Programmable Transaction Block (PTB)

Before we get into Sui Kiosk, it's necessary to learn about Programmable Transaction Block (PTB) and how it helps us to seamlessly fulfill Kiosk usage flow

Introduction

Most of us, more or less, have run into the situation where we want to batch a number of smaller transactions in order into a larger unit and submit one single transaction execution to the blockchain. In traditional blockchain, it was not feasible, and we need workarounds to make this work, the common solutions are:

  • Submit the transactions subsequently one by one. This way works fine but the performance of your dApps is demoted significantly as you need to wait one transaction to be finalized before you can use their outputs for the next transaction in line. Moreover, the gas fee will not be a pleasant for the end-users
  • Create a new smart contract and a wrapper function to execute other functions from the same or different smart contracts. This approach may speed up your application and consume less gas fee but in return, reduce the developer experience as every new business use case might need a new wrapper function.

That’s why we introduce Programmable Transaction Block (PTB).

Features

PTB is a built-in feature and supported natively by Sui Network and Sui VM. On Sui, a transaction (block) by default is a Programmable Transaction Block (PTB). PTB is a powerful tool enhancing developers with scalalability and composability:

  • Each PTB is composed of multiple individual commands chaining together in order. One command that we will use most of the time is MoveCall. For other commands, please refer to the documentation here.
  • When the transaction is executed, the commands are executed in the order they are defined when building the PTB. The outputs of one transaction command can be used as inputs for any subsequent commands.
  • Sui guarantees the atomicity of a PTB by applying the effects of all commands in the transaction (block) at the end of the transaction. If one command fails, the entire block fails and effects will not take place.
  • Each PTB can hold up to 1024 unique operations. This allows cheaper gas fee and faster execution compared to executing 1024 individual transactions in other traditional blockchains.
  • If the output returned by one command is non-drop value. It must be consumed by subsequent commands within the same PTB. Otherwise, the transaction (block) is considered to be failed.
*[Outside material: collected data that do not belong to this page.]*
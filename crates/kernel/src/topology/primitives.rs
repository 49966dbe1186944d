use std::collections::HashMap;
use std::f64::consts::TAU;

use tracing::{debug, info, instrument};

use super::brep::*;
use super::shape::Shape;
use crate::geometry::curves::{Circle3d, Curve};
use crate::geometry::point::Point3d;
use crate::geometry::surfaces::{Cylinder, Plane, Surface};
use crate::geometry::vector::Vec3;

/// One planar face of a polyhedron: an outer ring counter-clockwise about
/// the outward normal and hole rings clockwise, as indices into the point list.
#[derive(Debug, Clone, Default)]
pub struct FaceDef {
    pub outer: Vec<usize>,
    pub holes: Vec<Vec<usize>>,
}

impl FaceDef {
    pub fn new(outer: &[usize]) -> Self {
        Self {
            outer: outer.to_vec(),
            holes: vec![],
        }
    }
}

fn default_tol() -> f64 {
    crate::default_tolerance().coincidence
}

/// Build a closed polyhedral solid. Edges shared by two rings are created
/// once; every face lies on the plane through its outer ring.
#[instrument(skip_all, fields(points = points.len(), faces = faces.len()))]
pub fn make_polyhedron(store: &mut EntityStore, points: &[Point3d], faces: &[FaceDef]) -> SolidId {
    let tol = default_tol();
    let vertex_ids: Vec<VertexId> = points.iter().map(|p| store.add_vertex(*p, tol)).collect();
    let mut edge_by_pair: HashMap<(usize, usize), EdgeId> = HashMap::new();

    let mut ring_loop = |store: &mut EntityStore, ring: &[usize]| -> LoopId {
        let mut uses = Vec::with_capacity(ring.len());
        for i in 0..ring.len() {
            let (a, b) = (ring[i], ring[(i + 1) % ring.len()]);
            let key = (a.min(b), a.max(b));
            let edge = match edge_by_pair.get(&key) {
                Some(&e) => e,
                None => {
                    let Some(e) = store.add_line_edge(vertex_ids[key.0], vertex_ids[key.1], tol) else {
                        debug!(a, b, "skipping zero-length polyhedron edge");
                        continue;
                    };
                    edge_by_pair.insert(key, e);
                    e
                }
            };
            uses.push((edge, a < b));
        }
        store.add_loop(&uses)
    };

    let mut face_ids = Vec::with_capacity(faces.len());
    for def in faces {
        let ring: Vec<Point3d> = def.outer.iter().map(|&i| points[i]).collect();
        let normal = Point3d::vector_area(&ring);
        let surface = Surface::Plane(Plane::new(ring[0], normal));
        let outer = ring_loop(store, &def.outer);
        let holes = def.holes.iter().map(|h| ring_loop(store, h)).collect();
        face_ids.push(store.add_face(surface, true, outer, holes, tol));
    }

    let shell = store.add_shell(face_ids, ShellOrientation::Outward);
    store.add_solid(vec![shell])
}

/// Build a box solid directly from corner coordinates.
/// The box is axis-aligned with one corner at (x0,y0,z0) and opposite at (x1,y1,z1).
#[instrument(skip(store))]
pub fn make_box(store: &mut EntityStore, x0: f64, y0: f64, z0: f64, x1: f64, y1: f64, z1: f64) -> SolidId {
    info!(
        min = ?[x0, y0, z0],
        max = ?[x1, y1, z1],
        "creating box primitive"
    );
    let v = [
        Point3d::new(x0, y0, z0),
        Point3d::new(x1, y0, z0),
        Point3d::new(x1, y1, z0),
        Point3d::new(x0, y1, z0),
        Point3d::new(x0, y0, z1),
        Point3d::new(x1, y0, z1),
        Point3d::new(x1, y1, z1),
        Point3d::new(x0, y1, z1),
    ];
    let faces = [
        FaceDef::new(&[0, 3, 2, 1]), // z = z0
        FaceDef::new(&[4, 5, 6, 7]), // z = z1
        FaceDef::new(&[0, 4, 7, 3]), // x = x0
        FaceDef::new(&[1, 2, 6, 5]), // x = x1
        FaceDef::new(&[0, 1, 5, 4]), // y = y0
        FaceDef::new(&[3, 7, 6, 2]), // y = y1
    ];
    make_polyhedron(store, &v, &faces)
}

/// Extrude a counter-clockwise XY profile with optional counter-clockwise
/// holes from `z0` to `z0 + height`.
#[instrument(skip(store, profile, holes), fields(sides = profile.len(), holes = holes.len()))]
pub fn make_prism(
    store: &mut EntityStore,
    profile: &[(f64, f64)],
    holes: &[Vec<(f64, f64)>],
    z0: f64,
    height: f64,
) -> SolidId {
    info!(z0, height, "creating prism primitive");
    let mut points = Vec::new();
    // (bottom, top) index ranges per ring; ring 0 is the outline.
    let mut rings: Vec<(Vec<usize>, Vec<usize>)> = Vec::new();
    for ring in std::iter::once(profile).chain(holes.iter().map(Vec::as_slice)) {
        let bottom: Vec<usize> = (0..ring.len()).map(|i| points.len() + i).collect();
        points.extend(ring.iter().map(|&(x, y)| Point3d::new(x, y, z0)));
        let top: Vec<usize> = (0..ring.len()).map(|i| points.len() + i).collect();
        points.extend(ring.iter().map(|&(x, y)| Point3d::new(x, y, z0 + height)));
        rings.push((bottom, top));
    }

    let reversed = |r: &[usize]| r.iter().rev().copied().collect::<Vec<_>>();
    let (outline_bottom, outline_top) = &rings[0];
    let mut faces = vec![
        FaceDef {
            outer: reversed(outline_bottom),
            holes: rings[1..].iter().map(|(b, _)| b.clone()).collect(),
        },
        FaceDef {
            outer: outline_top.clone(),
            holes: rings[1..].iter().map(|(_, t)| reversed(t)).collect(),
        },
    ];
    for (k, (bottom, top)) in rings.iter().enumerate() {
        let n = bottom.len();
        for i in 0..n {
            let j = (i + 1) % n;
            let side = if k == 0 {
                [bottom[i], bottom[j], top[j], top[i]]
            } else {
                [bottom[j], bottom[i], top[i], top[j]]
            };
            faces.push(FaceDef::new(&side));
        }
    }
    make_polyhedron(store, &points, &faces)
}

/// Build a faceted cylinder solid along the Z axis.
#[instrument(skip(store), fields(center = ?[center.x, center.y, center.z]))]
pub fn make_cylinder(store: &mut EntityStore, center: Point3d, radius: f64, height: f64, num_segments: usize) -> SolidId {
    info!(radius, height, num_segments, "creating cylinder primitive");
    let n = num_segments.max(3);
    let profile: Vec<(f64, f64)> = (0..n)
        .map(|i| {
            let a = TAU * i as f64 / n as f64;
            (center.x + radius * a.cos(), center.y + radius * a.sin())
        })
        .collect();
    make_prism(store, &profile, &[], center.z, height)
}

/// Build a cylinder solid along the Z axis with exact circular geometry:
/// two planar caps bounded by circles and one lateral face closed by a seam.
#[instrument(skip(store), fields(center = ?[center.x, center.y, center.z]))]
pub fn make_round_cylinder(store: &mut EntityStore, center: Point3d, radius: f64, height: f64) -> SolidId {
    info!(radius, height, "creating round cylinder primitive");
    let tol = default_tol();
    let top_center = center + Vec3::Z * height;
    let bottom_circle = Circle3d::new(center, Vec3::Z, radius);
    let top_circle = Circle3d {
        center: top_center,
        ..bottom_circle
    };
    let seam_dir = bottom_circle.x_axis;
    let v_bottom = store.add_vertex(center + seam_dir * radius, tol);
    let v_top = store.add_vertex(top_center + seam_dir * radius, tol);

    let e_bottom = store.add_edge(Curve::Circle(bottom_circle), v_bottom, v_bottom, (0.0, TAU), tol);
    let e_top = store.add_edge(Curve::Circle(top_circle), v_top, v_top, (0.0, TAU), tol);
    let seam = store.add_line_edge(v_bottom, v_top, tol);

    let bottom_loop = store.add_loop(&[(e_bottom, false)]);
    let top_loop = store.add_loop(&[(e_top, true)]);
    let bottom = store.add_face(Surface::Plane(Plane::new(center, -Vec3::Z)), true, bottom_loop, vec![], tol);
    let top = store.add_face(Surface::Plane(Plane::new(top_center, Vec3::Z)), true, top_loop, vec![], tol);

    let mut faces = vec![bottom, top];
    if let Some(seam) = seam {
        let side_loop = store.add_loop(&[(e_bottom, true), (seam, true), (e_top, false), (seam, false)]);
        let mut cylinder = Cylinder::new(center, Vec3::Z, radius);
        cylinder.ref_dir = seam_dir;
        faces.push(store.add_face(Surface::Cylinder(cylinder), true, side_loop, vec![], tol));
    }
    let shell = store.add_shell(faces, ShellOrientation::Outward);
    store.add_solid(vec![shell])
}

/// Open chain of straight edges through `points`.
#[instrument(skip_all, fields(points = points.len()))]
pub fn make_polyline(store: &mut EntityStore, points: &[Point3d]) -> Shape {
    let tol = default_tol();
    let vs: Vec<VertexId> = points.iter().map(|p| store.add_vertex(*p, tol)).collect();
    let edges = vs
        .windows(2)
        .filter_map(|w| store.add_line_edge(w[0], w[1], tol))
        .map(Shape::Edge)
        .collect::<Vec<_>>();
    match edges.len() {
        0 => Shape::Empty,
        1 => edges.into_iter().next().unwrap_or_default(),
        _ => Shape::Compound(edges),
    }
}

/// Planar face bounded by the polygon `points`; the normal follows the
/// right-hand rule.
#[instrument(skip_all, fields(points = points.len()))]
pub fn make_planar_face(store: &mut EntityStore, points: &[Point3d]) -> FaceId {
    let tol = default_tol();
    let vs: Vec<VertexId> = points.iter().map(|p| store.add_vertex(*p, tol)).collect();
    let n = vs.len();
    let uses: Vec<(EdgeId, bool)> = (0..n)
        .filter_map(|i| store.add_line_edge(vs[i], vs[(i + 1) % n], tol).map(|e| (e, true)))
        .collect();
    let outer = store.add_loop(&uses);
    let surface = Surface::Plane(Plane::new(points[0], Point3d::vector_area(points)));
    store.add_face(surface, true, outer, vec![], tol)
}

#[cfg(test)]
mod tests {
    use super::*;
    use crate::topology::shape::EntityKind;

    #[test]
    fn test_make_box_creates_correct_topology() {
        let mut store = EntityStore::new();
        let solid_id = make_box(&mut store, 0.0, 0.0, 0.0, 1.0, 1.0, 1.0);

        let solid = &store.solids[solid_id];
        assert_eq!(solid.shells.len(), 1);

        let (v, e, f) = store.count_topology(solid.shells[0]);
        assert_eq!(v, 8, "Box should have 8 vertices");
        assert_eq!(f, 6, "Box should have 6 faces");
        assert_eq!(e, 12, "Box should have 12 edges");
        assert_eq!(v as i64 - e as i64 + f as i64, 2, "Euler formula violated");
    }

    #[test]
    fn test_make_box_normals_point_outward() {
        let mut store = EntityStore::new();
        let solid_id = make_box(&mut store, 0.0, 0.0, 0.0, 2.0, 2.0, 2.0);
        let center = Point3d::new(1.0, 1.0, 1.0);
        for face in store.solid_faces(solid_id) {
            let plane = *store.faces[face].surface.as_plane().unwrap();
            let n = store.face_normal(face, 0.0, 0.0);
            assert!((plane.origin - center).dot(&n) > 0.0, "inward normal on {face:?}");
        }
    }

    #[test]
    fn test_every_edge_used_twice_in_opposite_directions() {
        let mut store = EntityStore::new();
        let solid_id = make_prism(
            &mut store,
            &[(0.0, 0.0), (4.0, 0.0), (4.0, 4.0), (0.0, 4.0)],
            &[vec![(1.0, 1.0), (3.0, 1.0), (3.0, 3.0), (1.0, 3.0)]],
            0.0,
            1.0,
        );
        let mut uses: HashMap<EdgeId, Vec<bool>> = HashMap::new();
        for face in store.solid_faces(solid_id) {
            for l in store.face_loops(face).collect::<Vec<_>>() {
                for &he in &store.loops[l].half_edges {
                    let he = store.half_edges[he];
                    uses.entry(he.edge).or_default().push(he.forward);
                }
            }
        }
        assert_eq!(uses.len(), 24);
        for (_, dirs) in uses {
            assert_eq!(dirs.len(), 2);
            assert_ne!(dirs[0], dirs[1]);
        }
    }

    #[test]
    fn test_make_cylinder() {
        let mut store = EntityStore::new();
        let solid_id = make_cylinder(&mut store, Point3d::ORIGIN, 5.0, 10.0, 16);
        let shell = &store.shells[store.solids[solid_id].shells[0]];
        // 2 caps + 16 sides
        assert_eq!(shell.faces.len(), 18);
    }

    #[test]
    fn test_round_cylinder_faces() {
        let mut store = EntityStore::new();
        let solid_id = make_round_cylinder(&mut store, Point3d::ORIGIN, 1.0, 2.0);
        let shape = Shape::Solid(solid_id);
        assert_eq!(store.explore_kind(&shape, EntityKind::Face).len(), 3);
        assert_eq!(store.explore_kind(&shape, EntityKind::Edge).len(), 3);
        assert_eq!(store.explore_kind(&shape, EntityKind::Vertex).len(), 2);
    }

    #[test]
    fn test_polyline_and_face() {
        let mut store = EntityStore::new();
        let line = make_polyline(
            &mut store,
            &[Point3d::ORIGIN, Point3d::new(1.0, 0.0, 0.0), Point3d::new(1.0, 1.0, 0.0)],
        );
        assert_eq!(line.leaves().len(), 2);
        let face = make_planar_face(
            &mut store,
            &[Point3d::ORIGIN, Point3d::new(1.0, 0.0, 0.0), Point3d::new(0.0, 1.0, 0.0)],
        );
        assert!(store.face_normal(face, 0.0, 0.0).z > 0.99);
    }
}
đŸ’¡Note: Refer to documentation here for full details on PTB

Usage

There are several ways we can use to build and execute a PTB:

  • We already learned how to use the CLI sui client call to execute a single smart contract function. Behind the scenes, it is implemented using PTB with single MoveCall command. To build a PTB with full functionality, please use the CLI sui client ptb and refer to its usage here.
  • Use the Sui SDK: Sui Typescript SDK, Sui Rust SDK.